> ASSIGNED TASK: Pick every line out of the entries below that has the string "PgPool", and copy it.

*** Opening of DATA FOR THIS EXERCISE ***

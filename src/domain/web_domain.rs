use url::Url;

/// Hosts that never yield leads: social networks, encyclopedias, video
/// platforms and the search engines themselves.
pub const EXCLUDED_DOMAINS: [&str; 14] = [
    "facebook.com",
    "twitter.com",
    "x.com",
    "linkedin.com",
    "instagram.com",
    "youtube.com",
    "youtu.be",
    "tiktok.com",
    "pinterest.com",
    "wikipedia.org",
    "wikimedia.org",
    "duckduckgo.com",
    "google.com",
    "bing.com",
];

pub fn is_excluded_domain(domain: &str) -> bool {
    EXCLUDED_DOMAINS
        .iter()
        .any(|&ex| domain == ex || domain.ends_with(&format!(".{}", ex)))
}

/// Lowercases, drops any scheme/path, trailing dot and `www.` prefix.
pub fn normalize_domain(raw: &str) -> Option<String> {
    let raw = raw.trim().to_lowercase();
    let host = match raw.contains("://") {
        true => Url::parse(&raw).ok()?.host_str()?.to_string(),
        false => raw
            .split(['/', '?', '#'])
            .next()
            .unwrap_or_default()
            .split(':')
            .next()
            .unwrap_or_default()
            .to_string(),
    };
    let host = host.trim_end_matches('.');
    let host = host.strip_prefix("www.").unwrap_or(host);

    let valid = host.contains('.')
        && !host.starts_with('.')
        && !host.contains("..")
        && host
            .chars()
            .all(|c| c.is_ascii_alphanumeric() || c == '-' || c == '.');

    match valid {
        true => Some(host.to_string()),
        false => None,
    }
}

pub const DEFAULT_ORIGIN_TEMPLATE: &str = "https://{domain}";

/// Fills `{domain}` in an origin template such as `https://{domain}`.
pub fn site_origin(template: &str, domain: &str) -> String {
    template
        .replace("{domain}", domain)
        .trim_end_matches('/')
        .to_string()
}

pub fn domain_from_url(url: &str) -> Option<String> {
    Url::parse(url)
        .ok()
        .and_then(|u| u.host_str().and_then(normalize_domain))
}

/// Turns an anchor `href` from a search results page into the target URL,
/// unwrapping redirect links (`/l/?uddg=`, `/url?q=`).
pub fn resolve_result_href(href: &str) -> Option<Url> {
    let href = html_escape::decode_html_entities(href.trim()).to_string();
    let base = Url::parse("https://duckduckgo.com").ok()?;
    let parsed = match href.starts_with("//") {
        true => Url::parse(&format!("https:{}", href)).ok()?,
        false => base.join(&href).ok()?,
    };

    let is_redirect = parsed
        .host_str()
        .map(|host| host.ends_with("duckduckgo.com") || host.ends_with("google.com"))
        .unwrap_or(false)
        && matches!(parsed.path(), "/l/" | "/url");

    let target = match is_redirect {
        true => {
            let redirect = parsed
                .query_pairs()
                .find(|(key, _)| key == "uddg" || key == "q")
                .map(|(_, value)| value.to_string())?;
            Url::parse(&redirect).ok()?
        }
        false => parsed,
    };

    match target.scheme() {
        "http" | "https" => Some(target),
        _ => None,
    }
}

*** Close of DATA FOR THIS EXERCISE ***
*** Opening of DATA FOR THIS EXERCISE ***

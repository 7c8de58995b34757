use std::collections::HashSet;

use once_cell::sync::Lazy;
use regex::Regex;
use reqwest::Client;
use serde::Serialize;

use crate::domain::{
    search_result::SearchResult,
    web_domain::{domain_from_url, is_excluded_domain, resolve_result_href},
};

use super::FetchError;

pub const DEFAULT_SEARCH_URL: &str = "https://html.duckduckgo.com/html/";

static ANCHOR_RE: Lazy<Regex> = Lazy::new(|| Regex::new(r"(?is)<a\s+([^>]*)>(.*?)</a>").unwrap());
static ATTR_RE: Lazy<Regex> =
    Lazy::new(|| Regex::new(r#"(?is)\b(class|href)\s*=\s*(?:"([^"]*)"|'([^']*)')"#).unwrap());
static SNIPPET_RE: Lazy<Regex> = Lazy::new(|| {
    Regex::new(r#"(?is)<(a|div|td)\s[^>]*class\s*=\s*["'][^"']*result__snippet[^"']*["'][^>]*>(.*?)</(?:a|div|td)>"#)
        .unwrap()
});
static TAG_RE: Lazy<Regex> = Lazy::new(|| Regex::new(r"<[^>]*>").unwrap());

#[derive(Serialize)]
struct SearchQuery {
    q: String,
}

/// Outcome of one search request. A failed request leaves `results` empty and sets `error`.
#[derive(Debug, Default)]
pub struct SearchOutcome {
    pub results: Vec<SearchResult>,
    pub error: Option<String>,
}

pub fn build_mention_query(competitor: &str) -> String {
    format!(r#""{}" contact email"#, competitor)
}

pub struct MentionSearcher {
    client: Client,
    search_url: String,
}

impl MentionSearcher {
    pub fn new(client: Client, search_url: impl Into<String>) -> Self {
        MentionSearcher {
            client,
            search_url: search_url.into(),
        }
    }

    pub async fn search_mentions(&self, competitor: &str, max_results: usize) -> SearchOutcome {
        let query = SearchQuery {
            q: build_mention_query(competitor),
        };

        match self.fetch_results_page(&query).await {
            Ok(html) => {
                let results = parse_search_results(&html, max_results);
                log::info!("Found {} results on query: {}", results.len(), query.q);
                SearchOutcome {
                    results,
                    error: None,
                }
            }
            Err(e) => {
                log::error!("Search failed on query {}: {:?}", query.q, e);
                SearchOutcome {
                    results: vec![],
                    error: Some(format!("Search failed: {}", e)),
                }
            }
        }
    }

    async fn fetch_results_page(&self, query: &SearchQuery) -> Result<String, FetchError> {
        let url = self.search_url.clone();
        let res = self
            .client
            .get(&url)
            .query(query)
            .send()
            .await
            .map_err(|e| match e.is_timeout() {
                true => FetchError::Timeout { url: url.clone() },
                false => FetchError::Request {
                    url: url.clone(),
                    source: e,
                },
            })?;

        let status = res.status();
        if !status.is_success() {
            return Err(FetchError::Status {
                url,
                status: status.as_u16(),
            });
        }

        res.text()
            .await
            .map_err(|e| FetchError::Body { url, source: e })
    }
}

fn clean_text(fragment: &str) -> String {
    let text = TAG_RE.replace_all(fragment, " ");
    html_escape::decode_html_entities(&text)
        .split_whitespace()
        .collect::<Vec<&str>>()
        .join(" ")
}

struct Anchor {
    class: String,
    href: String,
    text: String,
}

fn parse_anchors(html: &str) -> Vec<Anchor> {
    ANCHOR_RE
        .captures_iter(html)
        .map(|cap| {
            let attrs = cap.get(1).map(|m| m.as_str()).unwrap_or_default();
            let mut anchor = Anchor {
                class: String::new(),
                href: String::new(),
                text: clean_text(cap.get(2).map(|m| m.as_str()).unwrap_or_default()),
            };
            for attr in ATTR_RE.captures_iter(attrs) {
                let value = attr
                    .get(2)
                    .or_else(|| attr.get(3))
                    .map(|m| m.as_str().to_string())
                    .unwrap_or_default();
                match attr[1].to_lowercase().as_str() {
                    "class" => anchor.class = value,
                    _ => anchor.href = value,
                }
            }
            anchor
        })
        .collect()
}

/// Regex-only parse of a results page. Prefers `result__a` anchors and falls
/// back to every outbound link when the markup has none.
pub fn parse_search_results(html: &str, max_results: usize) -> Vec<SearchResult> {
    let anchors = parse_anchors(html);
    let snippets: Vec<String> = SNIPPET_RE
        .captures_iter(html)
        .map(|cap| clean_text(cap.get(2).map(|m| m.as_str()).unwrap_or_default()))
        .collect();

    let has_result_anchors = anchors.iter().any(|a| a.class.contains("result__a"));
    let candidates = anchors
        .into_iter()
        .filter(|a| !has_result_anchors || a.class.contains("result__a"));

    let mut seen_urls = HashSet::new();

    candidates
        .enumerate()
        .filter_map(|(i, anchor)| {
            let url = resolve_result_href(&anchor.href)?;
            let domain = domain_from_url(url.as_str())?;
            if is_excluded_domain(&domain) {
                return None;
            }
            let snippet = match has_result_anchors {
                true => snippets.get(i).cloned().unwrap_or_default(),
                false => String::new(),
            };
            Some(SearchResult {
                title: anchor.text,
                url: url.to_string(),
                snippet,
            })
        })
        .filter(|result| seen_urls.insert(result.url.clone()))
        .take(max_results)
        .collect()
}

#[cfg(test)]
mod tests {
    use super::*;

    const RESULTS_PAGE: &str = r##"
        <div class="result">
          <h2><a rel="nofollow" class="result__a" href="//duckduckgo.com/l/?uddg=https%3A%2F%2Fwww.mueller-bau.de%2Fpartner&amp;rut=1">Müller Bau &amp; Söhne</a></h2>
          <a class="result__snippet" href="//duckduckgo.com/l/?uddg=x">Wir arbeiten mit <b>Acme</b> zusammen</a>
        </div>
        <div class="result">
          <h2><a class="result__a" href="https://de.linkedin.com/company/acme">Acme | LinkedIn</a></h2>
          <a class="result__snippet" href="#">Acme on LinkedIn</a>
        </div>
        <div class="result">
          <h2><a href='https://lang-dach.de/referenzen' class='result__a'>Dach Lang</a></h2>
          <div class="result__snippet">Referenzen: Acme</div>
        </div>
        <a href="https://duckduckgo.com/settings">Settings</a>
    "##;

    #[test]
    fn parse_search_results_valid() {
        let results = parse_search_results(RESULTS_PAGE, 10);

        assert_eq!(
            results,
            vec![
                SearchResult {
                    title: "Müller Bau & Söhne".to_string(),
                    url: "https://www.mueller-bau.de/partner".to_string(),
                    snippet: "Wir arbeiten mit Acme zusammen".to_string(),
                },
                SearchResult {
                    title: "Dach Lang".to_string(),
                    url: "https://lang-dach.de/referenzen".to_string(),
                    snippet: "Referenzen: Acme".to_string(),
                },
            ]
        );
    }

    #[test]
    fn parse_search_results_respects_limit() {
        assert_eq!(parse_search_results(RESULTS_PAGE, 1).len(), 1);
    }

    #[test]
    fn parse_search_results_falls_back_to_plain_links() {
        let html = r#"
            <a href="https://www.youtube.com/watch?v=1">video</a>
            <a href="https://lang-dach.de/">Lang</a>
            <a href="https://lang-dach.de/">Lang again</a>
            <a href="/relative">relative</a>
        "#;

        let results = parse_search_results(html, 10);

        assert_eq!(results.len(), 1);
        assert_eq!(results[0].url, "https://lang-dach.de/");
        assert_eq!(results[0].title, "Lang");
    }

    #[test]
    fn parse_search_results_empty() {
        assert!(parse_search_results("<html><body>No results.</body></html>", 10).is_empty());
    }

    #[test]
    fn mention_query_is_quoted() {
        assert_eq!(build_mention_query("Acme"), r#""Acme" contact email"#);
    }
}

*** Close of DATA FOR THIS EXERCISE ***
*** Opening of DATA FOR THIS EXERCISE ***

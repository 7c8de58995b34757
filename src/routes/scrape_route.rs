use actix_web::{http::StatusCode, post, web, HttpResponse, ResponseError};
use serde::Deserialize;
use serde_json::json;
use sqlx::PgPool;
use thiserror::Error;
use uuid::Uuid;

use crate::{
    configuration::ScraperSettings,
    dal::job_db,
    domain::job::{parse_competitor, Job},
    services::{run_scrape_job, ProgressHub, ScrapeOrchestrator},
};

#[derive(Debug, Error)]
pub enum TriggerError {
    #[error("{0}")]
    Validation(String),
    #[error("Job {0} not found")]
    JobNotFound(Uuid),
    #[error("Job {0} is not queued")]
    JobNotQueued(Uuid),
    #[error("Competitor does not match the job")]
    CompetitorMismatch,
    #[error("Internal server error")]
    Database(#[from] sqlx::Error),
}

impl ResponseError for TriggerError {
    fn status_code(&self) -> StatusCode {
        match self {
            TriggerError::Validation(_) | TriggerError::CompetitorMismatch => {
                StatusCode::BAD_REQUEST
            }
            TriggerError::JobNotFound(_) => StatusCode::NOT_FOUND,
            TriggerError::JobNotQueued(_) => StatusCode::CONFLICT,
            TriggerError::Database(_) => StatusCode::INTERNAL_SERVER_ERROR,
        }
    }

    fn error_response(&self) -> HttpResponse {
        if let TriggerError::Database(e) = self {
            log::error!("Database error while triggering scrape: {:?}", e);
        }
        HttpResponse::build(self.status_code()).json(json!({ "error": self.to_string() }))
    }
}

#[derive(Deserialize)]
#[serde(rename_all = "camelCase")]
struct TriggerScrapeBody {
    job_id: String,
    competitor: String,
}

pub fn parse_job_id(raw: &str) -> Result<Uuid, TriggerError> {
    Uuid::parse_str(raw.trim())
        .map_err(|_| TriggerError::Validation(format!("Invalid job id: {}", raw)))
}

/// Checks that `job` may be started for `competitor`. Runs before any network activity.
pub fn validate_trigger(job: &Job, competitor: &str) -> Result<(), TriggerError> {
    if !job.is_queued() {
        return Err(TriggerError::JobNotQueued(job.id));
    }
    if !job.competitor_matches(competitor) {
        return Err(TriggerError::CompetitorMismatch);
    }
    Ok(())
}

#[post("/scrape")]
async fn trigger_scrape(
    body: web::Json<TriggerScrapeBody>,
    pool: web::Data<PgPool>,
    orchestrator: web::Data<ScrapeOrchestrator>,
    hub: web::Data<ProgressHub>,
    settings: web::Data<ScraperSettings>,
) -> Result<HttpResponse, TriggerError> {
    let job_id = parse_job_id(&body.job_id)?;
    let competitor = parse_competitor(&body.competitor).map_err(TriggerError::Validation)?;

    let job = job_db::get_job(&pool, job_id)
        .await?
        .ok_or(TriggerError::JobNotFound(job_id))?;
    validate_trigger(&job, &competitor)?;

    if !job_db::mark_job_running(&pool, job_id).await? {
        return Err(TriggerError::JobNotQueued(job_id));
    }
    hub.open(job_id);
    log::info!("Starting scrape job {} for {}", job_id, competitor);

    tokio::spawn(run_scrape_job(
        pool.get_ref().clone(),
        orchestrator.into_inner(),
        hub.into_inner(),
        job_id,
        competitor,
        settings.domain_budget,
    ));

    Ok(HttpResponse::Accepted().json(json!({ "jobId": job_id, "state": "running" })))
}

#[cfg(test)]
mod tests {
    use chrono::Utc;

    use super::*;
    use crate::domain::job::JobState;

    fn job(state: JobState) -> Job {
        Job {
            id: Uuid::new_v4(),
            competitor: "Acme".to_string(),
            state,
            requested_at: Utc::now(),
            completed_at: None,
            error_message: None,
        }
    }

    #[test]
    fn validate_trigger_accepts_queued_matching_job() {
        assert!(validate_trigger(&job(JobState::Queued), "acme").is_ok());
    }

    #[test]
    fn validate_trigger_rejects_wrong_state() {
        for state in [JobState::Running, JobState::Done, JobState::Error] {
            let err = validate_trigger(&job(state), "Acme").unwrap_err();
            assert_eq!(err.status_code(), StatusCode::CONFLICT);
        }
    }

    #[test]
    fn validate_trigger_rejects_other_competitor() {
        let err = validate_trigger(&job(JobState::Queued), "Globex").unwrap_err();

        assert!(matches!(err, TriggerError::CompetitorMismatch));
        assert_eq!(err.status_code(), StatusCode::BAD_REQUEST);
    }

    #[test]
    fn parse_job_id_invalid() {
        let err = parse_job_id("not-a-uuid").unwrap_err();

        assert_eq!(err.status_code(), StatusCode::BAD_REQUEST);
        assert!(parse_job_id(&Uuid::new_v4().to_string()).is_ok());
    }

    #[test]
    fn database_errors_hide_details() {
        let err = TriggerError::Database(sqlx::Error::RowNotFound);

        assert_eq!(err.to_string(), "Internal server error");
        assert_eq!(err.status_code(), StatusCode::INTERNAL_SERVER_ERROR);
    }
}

*** Close of DATA FOR THIS EXERCISE ***

> RESPONSE BOX:
use sqlx::PgPool;
    pool: web::Data<PgPool>,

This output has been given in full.